S’inscrivant dans le cadre des relations entre l’Etat et les collectivités territoriales et signalant des champs d’interrelations entre communes ‘regroupées’, ce décret insère dans le Code de l’éducation un nouvel article (art. 1er D. n° 2010-1348), l’article D. 442-44-1 :
« Pour l’application de l’article L. 442-5-1, la capacité d’accueil des élèves dans les écoles publiques du regroupement pédagogique intercommunal dont relève la commune de résidence ne peut être opposée à la demande de prise en charge des frais de scolarisation d’un élève dans une école privée sous contrat d’association d’une commune d’accueil qu’à la condition que ce regroupement soit organisé dans le cadre d’un établissement public de coopération intercommunale [1] auquel ont été transférées les compétences relatives au fonctionnement des écoles publiques et dont la commune de résidence est membre. / Le territoire de l’ensemble des communes constituant un tel établissement public de coopération intercommunale est assimilé, pour l’application de l’article L. 442-5-1, au territoire de la commune de résidence et le président de l’établissement public de coopération intercommunale est substitué au maire pour apprécier la capacité d’accueil des élèves dans les écoles publiques et donner l’accord à la contribution financière. »

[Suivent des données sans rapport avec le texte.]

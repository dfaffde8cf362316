//! Artifact store.
//!
//! Two-tier persistence for signed artifacts. The local directory is the
//! durable primary: bytes are copied there (digested along the way, written
//! via temp-then-rename) before anything else happens, so retrieval never
//! depends on the remote backend. The mirror upload that follows is
//! best-effort; its failure downgrades the download reference to local and
//! is otherwise invisible to the job.
//!
//! Stored file names follow `{owner_id}_{artifact_id}.apk`, which keeps
//! owners collision-free without any coordination.

pub mod mirror;

use std::fs::{self, File};
use std::io::{self, Read, Write};
use std::path::{Path, PathBuf};

use chrono::Utc;
use sha2::{Digest, Sha256};
use thiserror::Error;
use uuid::Uuid;
use walkdir::WalkDir;

use apkforge_protocol::{ArtifactRecord, DownloadRef};

use self::mirror::ObjectMirror;

/// Errors from store operations.
#[derive(Debug, Error)]
pub enum StoreError {
    #[error("I/O error: {0}")]
    Io(#[from] io::Error),

    #[error("artifact bytes missing for '{0}'")]
    NotFound(String),

    #[error("artifact '{0}' has expired")]
    Expired(String),
}

/// Store statistics for diagnostics.
#[derive(Debug, Clone, Copy, Default)]
pub struct StoreStats {
    /// Number of artifacts in the local tier.
    pub artifact_count: usize,
    /// Total bytes held locally.
    pub total_size_bytes: u64,
}

/// Two-tier artifact store.
pub struct ArtifactStore {
    dir: PathBuf,
    mirror: Box<dyn ObjectMirror>,
}

impl ArtifactStore {
    /// Open (and create if needed) the local tier at `dir`.
    pub fn new(dir: impl Into<PathBuf>, mirror: Box<dyn ObjectMirror>) -> Result<Self, StoreError> {
        let dir = dir.into();
        fs::create_dir_all(&dir)?;

        // Catch an unwritable tier at startup, not mid-job.
        let probe = dir.join(".store_probe");
        File::create(&probe)?;
        fs::remove_file(&probe)?;

        Ok(Self { dir, mirror })
    }

    /// The local tier directory.
    pub fn dir(&self) -> &Path {
        &self.dir
    }

    /// Short description of the configured mirror.
    pub fn mirror_name(&self) -> &str {
        self.mirror.describe()
    }

    /// Persist the signed artifact at `local` for `owner_id`.
    ///
    /// Copies into the durable local tier first, then attempts the mirror
    /// upload. Returns the full record with a TTL of `ttl` from now.
    pub fn persist(
        &self,
        local: &Path,
        owner_id: &str,
        ttl: chrono::Duration,
    ) -> Result<ArtifactRecord, StoreError> {
        let artifact_id = Uuid::new_v4().to_string();
        let file_name = format!("{}_{}.apk", owner_id, artifact_id);
        let dest = self.dir.join(&file_name);

        let (sha256, size_bytes) = self.copy_and_digest(local, &dest)?;

        let download = match self.mirror.upload(&file_name, &dest) {
            Ok(object) => DownloadRef::Remote {
                url: object.url,
                object_id: object.object_id,
            },
            Err(e) => {
                eprintln!(
                    "[store] mirror upload of {} failed ({}), serving locally",
                    file_name, e
                );
                DownloadRef::Local
            }
        };

        Ok(ArtifactRecord::new(
            artifact_id,
            owner_id.to_string(),
            file_name,
            sha256,
            size_bytes,
            Utc::now(),
            ttl,
            download,
        ))
    }

    /// Path of a record's bytes in the local tier.
    pub fn local_path(&self, record: &ArtifactRecord) -> PathBuf {
        self.dir.join(&record.file_name)
    }

    /// Open a record's bytes for reading.
    ///
    /// Expiry is enforced here, at read time: an expired record behaves as
    /// absent even if the sweeper has not reached it yet.
    pub fn open(&self, record: &ArtifactRecord) -> Result<File, StoreError> {
        if record.is_expired() {
            return Err(StoreError::Expired(record.artifact_id.clone()));
        }

        File::open(self.local_path(record)).map_err(|e| {
            if e.kind() == io::ErrorKind::NotFound {
                StoreError::NotFound(record.artifact_id.clone())
            } else {
                StoreError::Io(e)
            }
        })
    }

    /// Remove a record's bytes from both tiers, best-effort.
    ///
    /// Already-reclaimed bytes are a valid end state; only unexpected I/O
    /// failures are returned.
    pub fn remove(&self, record: &ArtifactRecord) -> Result<(), StoreError> {
        if let DownloadRef::Remote { object_id, .. } = &record.download {
            if let Err(e) = self.mirror.delete(object_id) {
                eprintln!(
                    "[store] mirror delete of {} failed: {}",
                    object_id, e
                );
            }
        }

        match fs::remove_file(self.local_path(record)) {
            Ok(()) => Ok(()),
            Err(e) if e.kind() == io::ErrorKind::NotFound => Ok(()),
            Err(e) => Err(StoreError::Io(e)),
        }
    }

    /// Current local-tier statistics.
    pub fn stats(&self) -> StoreStats {
        let mut stats = StoreStats::default();
        for entry in WalkDir::new(&self.dir)
            .min_depth(1)
            .into_iter()
            .filter_map(|e| e.ok())
        {
            if entry.file_type().is_file() {
                stats.artifact_count += 1;
                stats.total_size_bytes += entry.metadata().map(|m| m.len()).unwrap_or(0);
            }
        }
        stats
    }

    /// Copy `src` to `dest` atomically, digesting the bytes along the way.
    fn copy_and_digest(&self, src: &Path, dest: &Path) -> Result<(String, u64), StoreError> {
        let mut reader = File::open(src)?;

        let temp_name = format!(
            ".{}.tmp",
            dest.file_name()
                .map(|n| n.to_string_lossy().into_owned())
                .unwrap_or_else(|| "artifact".to_string())
        );
        let temp_path = self.dir.join(temp_name);

        let mut writer = File::create(&temp_path)?;
        let mut hasher = Sha256::new();
        let mut buffer = [0u8; 64 * 1024];
        let mut total = 0u64;

        loop {
            let n = match reader.read(&mut buffer) {
                Ok(0) => break,
                Ok(n) => n,
                Err(e) => {
                    let _ = fs::remove_file(&temp_path);
                    return Err(StoreError::Io(e));
                }
            };
            hasher.update(&buffer[..n]);
            if let Err(e) = writer.write_all(&buffer[..n]) {
                let _ = fs::remove_file(&temp_path);
                return Err(StoreError::Io(e));
            }
            total += n as u64;
        }

        if let Err(e) = writer.flush() {
            let _ = fs::remove_file(&temp_path);
            return Err(StoreError::Io(e));
        }

        if let Err(e) = fs::rename(&temp_path, dest) {
            let _ = fs::remove_file(&temp_path);
            return Err(StoreError::Io(e));
        }

        Ok((hex::encode(hasher.finalize()), total))
    }
}
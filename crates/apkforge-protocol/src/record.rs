//! Persisted artifact metadata.
//!
//! One `ArtifactRecord` per stored artifact, keyed by (owner id, artifact
//! id). The record is what the registry persists and what callers get back
//! from submit/list; the bytes themselves live in the artifact store.

use chrono::{DateTime, Duration, Utc};
use serde::{Deserialize, Serialize};

/// Schema version for artifact records.
pub const SCHEMA_VERSION: u32 = 1;

/// Schema identifier for artifact records.
pub const SCHEMA_ID: &str = "apkforge/artifact_record@1";

/// Where a stored artifact can be fetched from.
#[derive(Debug, Clone, PartialEq, Eq, Serialize, Deserialize)]
#[serde(tag = "tier", rename_all = "snake_case")]
pub enum DownloadRef {
    /// Mirrored to remote object storage; callers are redirected to `url`.
    /// `object_id` is kept so deletion can reach the remote copy.
    Remote { url: String, object_id: String },
    /// Served from the lane's local store by artifact id.
    Local,
}

impl DownloadRef {
    /// True when the reference points at the remote tier.
    pub fn is_remote(&self) -> bool {
        matches!(self, DownloadRef::Remote { .. })
    }
}

/// Metadata describing one stored, signed artifact.
#[derive(Debug, Clone, Serialize, Deserialize)]
pub struct ArtifactRecord {
    /// Schema version.
    pub schema_version: u32,

    /// Schema identifier.
    pub schema_id: String,

    /// Globally unique artifact identifier.
    pub artifact_id: String,

    /// Owner the artifact was built for.
    pub owner_id: String,

    /// Stored file name (`{owner_id}_{artifact_id}.apk`).
    pub file_name: String,

    /// SHA-256 of the stored bytes.
    pub sha256: String,

    /// Size of the stored bytes.
    pub size_bytes: u64,

    /// When the artifact was stored.
    pub created_at: DateTime<Utc>,

    /// When the artifact becomes eligible for reclamation. Fixed at
    /// creation; never extended by access.
    pub expires_at: DateTime<Utc>,

    /// Preferred download tier.
    pub download: DownloadRef,
}

impl ArtifactRecord {
    /// Build a record expiring `ttl` after `created_at`.
    #[allow(clippy::too_many_arguments)]
    pub fn new(
        artifact_id: String,
        owner_id: String,
        file_name: String,
        sha256: String,
        size_bytes: u64,
        created_at: DateTime<Utc>,
        ttl: Duration,
        download: DownloadRef,
    ) -> Self {
        Self {
            schema_version: SCHEMA_VERSION,
            schema_id: SCHEMA_ID.to_string(),
            artifact_id,
            owner_id,
            file_name,
            sha256,
            size_bytes,
            created_at,
            expires_at: created_at + ttl,
            download,
        }
    }

    /// True once the record's TTL has passed at `now`.
    pub fn is_expired_at(&self, now: DateTime<Utc>) -> bool {
        now >= self.expires_at
    }

    /// True once the record's TTL has passed.
    pub fn is_expired(&self) -> bool {
        self.is_expired_at(Utc::now())
    }
}

#[cfg(test)]
mod tests {
    use super::*;

    fn make_record(ttl_seconds: i64) -> ArtifactRecord {
        ArtifactRecord::new(
            "11111111-2222-3333-4444-555555555555".to_string(),
            "guest".to_string(),
            "guest_11111111-2222-3333-4444-555555555555.apk".to_string(),
            "deadbeef".to_string(),
            1024,
            Utc::now(),
            Duration::seconds(ttl_seconds),
            DownloadRef::Local,
        )
    }

    #[test]
    fn test_expiry_is_creation_plus_ttl() {
        let record = make_record(3600);
        assert_eq!(record.expires_at - record.created_at, Duration::seconds(3600));
    }

    #[test]
    fn test_not_expired_before_deadline() {
        let record = make_record(3600);
        assert!(!record.is_expired());
    }

    #[test]
    fn test_expired_at_deadline() {
        let record = make_record(3600);
        assert!(record.is_expired_at(record.expires_at));
        assert!(record.is_expired_at(record.expires_at + Duration::seconds(1)));
    }

    #[test]
    fn test_download_ref_serialization() {
        let remote = DownloadRef::Remote {
            url: "https://mirror.example/abc".to_string(),
            object_id: "obj-1".to_string(),
        };
        let json = serde_json::to_string(&remote).unwrap();
        assert!(json.contains("\"tier\":\"remote\""));
        assert!(remote.is_remote());

        let local: DownloadRef = serde_json::from_str("{\"tier\":\"local\"}").unwrap();
        assert_eq!(local, DownloadRef::Local);
        assert!(!local.is_remote());
    }

    #[test]
    fn test_record_round_trip() {
        let record = make_record(60);
        let json = serde_json::to_string_pretty(&record).unwrap();
        assert!(json.contains("\"schema_id\": \"apkforge/artifact_record@1\""));

        let parsed: ArtifactRecord = serde_json::from_str(&json).unwrap();
        assert_eq!(parsed.artifact_id, record.artifact_id);
        assert_eq!(parsed.expires_at, record.expires_at);
        assert_eq!(parsed.download, record.download);
    }
}
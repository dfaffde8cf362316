//! apkforge CLI
//!
//! Entry point for the `apkforge` command-line tool. The `rpc` subcommand is
//! the service surface: one JSON request per stdin line, one JSON response
//! per stdout line, with the expiry sweeper running in the background.

use std::io::{self, BufRead, Write};
use std::path::PathBuf;
use std::process::ExitCode;
use std::sync::atomic::{AtomicBool, Ordering};
use std::sync::Arc;

use clap::{Parser, Subcommand};
use serde_json::Value;

use apk_forge::service::{spawn_sweeper, ForgeService, Retrieval};
use apk_forge::ForgeConfig;
use apkforge_protocol::{ApiError, Request, Response};

#[derive(Parser)]
#[command(name = "apkforge")]
#[command(about = "APK customization lane", version)]
struct Cli {
    /// Path to the lane config file (TOML); defaults apply when omitted
    #[arg(long, short = 'c', global = true)]
    config: Option<PathBuf>,

    #[command(subcommand)]
    command: Commands,
}

#[derive(Subcommand)]
enum Commands {
    /// Serve line-delimited JSON requests over stdin/stdout
    Rpc,

    /// Submit one job from a payload file and print the artifact record
    Submit {
        /// Path to the JSON configuration payload
        payload: PathBuf,

        /// Owner id for the produced artifact
        #[arg(long)]
        owner: Option<String>,

        /// Override the configured source APK
        #[arg(long)]
        source: Option<PathBuf>,
    },

    /// Run one expiry sweep and print the report
    Sweep {
        /// Output in JSON format
        #[arg(long)]
        json: bool,
    },

    /// Check java, the tool jars, and the lane directories
    Doctor {
        /// Output in JSON format
        #[arg(long)]
        json: bool,
    },
}

fn main() -> ExitCode {
    let cli = Cli::parse();

    let config = match load_config(cli.config.as_deref()) {
        Ok(config) => config,
        Err(e) => {
            eprintln!("Error loading config: {}", e);
            return ExitCode::FAILURE;
        }
    };

    let service = match ForgeService::new(config) {
        Ok(service) => Arc::new(service),
        Err(e) => {
            eprintln!("Error starting lane: {}", e);
            return ExitCode::FAILURE;
        }
    };

    match cli.command {
        Commands::Rpc => run_rpc(service),
        Commands::Submit {
            payload,
            owner,
            source,
        } => run_submit(&service, &payload, owner.as_deref(), source),
        Commands::Sweep { json } => run_sweep(&service, json),
        Commands::Doctor { json } => run_doctor(&service, json),
    }
}

fn load_config(path: Option<&std::path::Path>) -> Result<ForgeConfig, apk_forge::config::ConfigError> {
    match path {
        Some(path) => ForgeConfig::from_file(path),
        None => Ok(ForgeConfig::default()),
    }
}

fn run_rpc(service: Arc<ForgeService>) -> ExitCode {
    let shutdown = Arc::new(AtomicBool::new(false));

    let sweeper = match spawn_sweeper(Arc::clone(&service), Arc::clone(&shutdown)) {
        Ok(handle) => handle,
        Err(e) => {
            eprintln!("Error spawning sweeper: {}", e);
            return ExitCode::FAILURE;
        }
    };

    {
        let shutdown = Arc::clone(&shutdown);
        if let Err(e) = ctrlc::set_handler(move || {
            shutdown.store(true, Ordering::SeqCst);
        }) {
            eprintln!("[rpc] could not install signal handler: {}", e);
        }
    }

    let stdin = io::stdin();
    let stdout = io::stdout();

    for line in stdin.lock().lines() {
        if shutdown.load(Ordering::SeqCst) {
            break;
        }

        let line = match line {
            Ok(line) => line,
            Err(_) => break,
        };
        if line.trim().is_empty() {
            continue;
        }

        let response = match serde_json::from_str::<Request>(&line) {
            Ok(request) => dispatch(&service, request),
            Err(e) => Response::failure(None, ApiError::invalid_request(format!("invalid JSON: {}", e))),
        };

        let mut out = stdout.lock();
        match serde_json::to_string(&response) {
            Ok(json) => {
                let _ = writeln!(out, "{}", json);
            }
            Err(e) => {
                let _ = writeln!(
                    out,
                    "{{\"ok\":false,\"error\":{{\"kind\":\"STORAGE_FAILURE\",\"detail\":\"response serialization failed: {}\"}}}}",
                    e
                );
            }
        }
        let _ = out.flush();
    }

    shutdown.store(true, Ordering::SeqCst);
    let _ = sweeper.join();
    ExitCode::SUCCESS
}

fn dispatch(service: &ForgeService, request: Request) -> Response {
    let request_id = request.request_id().map(|s| s.to_string());

    let result: Result<Value, ApiError> = match request {
        Request::Submit {
            owner_id,
            payload,
            source,
            ..
        } => service
            .submit(owner_id.as_deref(), payload, source.map(PathBuf::from))
            .and_then(|record| to_value(serde_json::to_value(&record))),
        Request::List { owner_id, .. } => service
            .list(owner_id.as_deref())
            .and_then(|records| to_value(serde_json::to_value(&records))),
        Request::Retrieve { artifact_id, .. } => {
            service.retrieve(&artifact_id).and_then(|retrieval| {
                let value = match retrieval {
                    Retrieval::Redirect { url, record } => serde_json::json!({
                        "redirect": url,
                        "record": record,
                    }),
                    Retrieval::LocalFile { path, record } => serde_json::json!({
                        "file": path,
                        "record": record,
                    }),
                };
                Ok(value)
            })
        }
        Request::Delete { artifact_id, .. } => service
            .delete(&artifact_id)
            .map(|_| serde_json::json!({ "deleted": true })),
        Request::Sweep { .. } => to_value(serde_json::to_value(service.sweep())),
    };

    match result {
        Ok(value) => Response::success(request_id, value),
        Err(error) => Response::failure(request_id, error),
    }
}

fn to_value(result: Result<Value, serde_json::Error>) -> Result<Value, ApiError> {
    result.map_err(|e| {
        ApiError::new(
            apkforge_protocol::ErrorKind::StorageFailure,
            format!("serialization failed: {}", e),
        )
    })
}

fn run_submit(
    service: &ForgeService,
    payload_path: &std::path::Path,
    owner: Option<&str>,
    source: Option<PathBuf>,
) -> ExitCode {
    let payload: Value = match std::fs::read_to_string(payload_path)
        .map_err(|e| e.to_string())
        .and_then(|text| serde_json::from_str(&text).map_err(|e| e.to_string()))
    {
        Ok(payload) => payload,
        Err(e) => {
            eprintln!("Error reading payload {}: {}", payload_path.display(), e);
            return ExitCode::FAILURE;
        }
    };

    match service.submit(owner, payload, source) {
        Ok(record) => {
            match serde_json::to_string_pretty(&record) {
                Ok(json) => println!("{}", json),
                Err(e) => eprintln!("Error rendering record: {}", e),
            }
            ExitCode::SUCCESS
        }
        Err(e) => {
            eprintln!("Submit failed: {}", e);
            ExitCode::from(exit_code_u8(e.kind.exit_code()))
        }
    }
}

fn run_sweep(service: &ForgeService, json: bool) -> ExitCode {
    let report = service.sweep();

    if json {
        match serde_json::to_string_pretty(&report) {
            Ok(rendered) => println!("{}", rendered),
            Err(e) => {
                eprintln!("Error rendering report: {}", e);
                return ExitCode::FAILURE;
            }
        }
    } else {
        println!(
            "Swept {} records: removed {}, reclaimed {} bytes",
            report.scanned, report.removed, report.bytes_reclaimed
        );
        for error in &report.errors {
            println!("  error: {}", error);
        }
    }

    ExitCode::SUCCESS
}

fn run_doctor(service: &ForgeService, json: bool) -> ExitCode {
    let report = service.doctor();

    if json {
        match serde_json::to_string_pretty(&report) {
            Ok(rendered) => println!("{}", rendered),
            Err(e) => {
                eprintln!("Error rendering report: {}", e);
                return ExitCode::FAILURE;
            }
        }
    } else {
        let check = |ok: bool| if ok { "ok" } else { "MISSING" };
        println!("java:        {}", check(report.java_ok));
        if let Some(ref version) = report.java_version {
            println!("             {}", version);
        }
        println!("apktool:     {}", check(report.apktool_present));
        println!("signer:      {}", check(report.signer_present));
        println!("source apk:  {}", check(report.source_apk_present));
        println!("mirror:      {}", report.mirror);
        println!(
            "store:       {} artifacts, {} bytes",
            report.store_artifacts, report.store_bytes
        );
        println!("records:     {}", report.registered_records);
    }

    if report.healthy() {
        ExitCode::SUCCESS
    } else {
        ExitCode::FAILURE
    }
}

fn exit_code_u8(code: i32) -> u8 {
    u8::try_from(code).unwrap_or(1)
}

Cet article D. 442-44-1, situé après l’article R. 442-44 du Code de l’éducation [2], voudrait avoir pour objet de préciser quelques données quant à l’application de la loi n° 2009-1312 du 28 octobre 2009 tendant à garantir la parité de financement entre les écoles élémentaires publiques et privées sous contrat d’association lorsqu’elles accueillent des élèves scolarisés hors de leur commune de résidence [3].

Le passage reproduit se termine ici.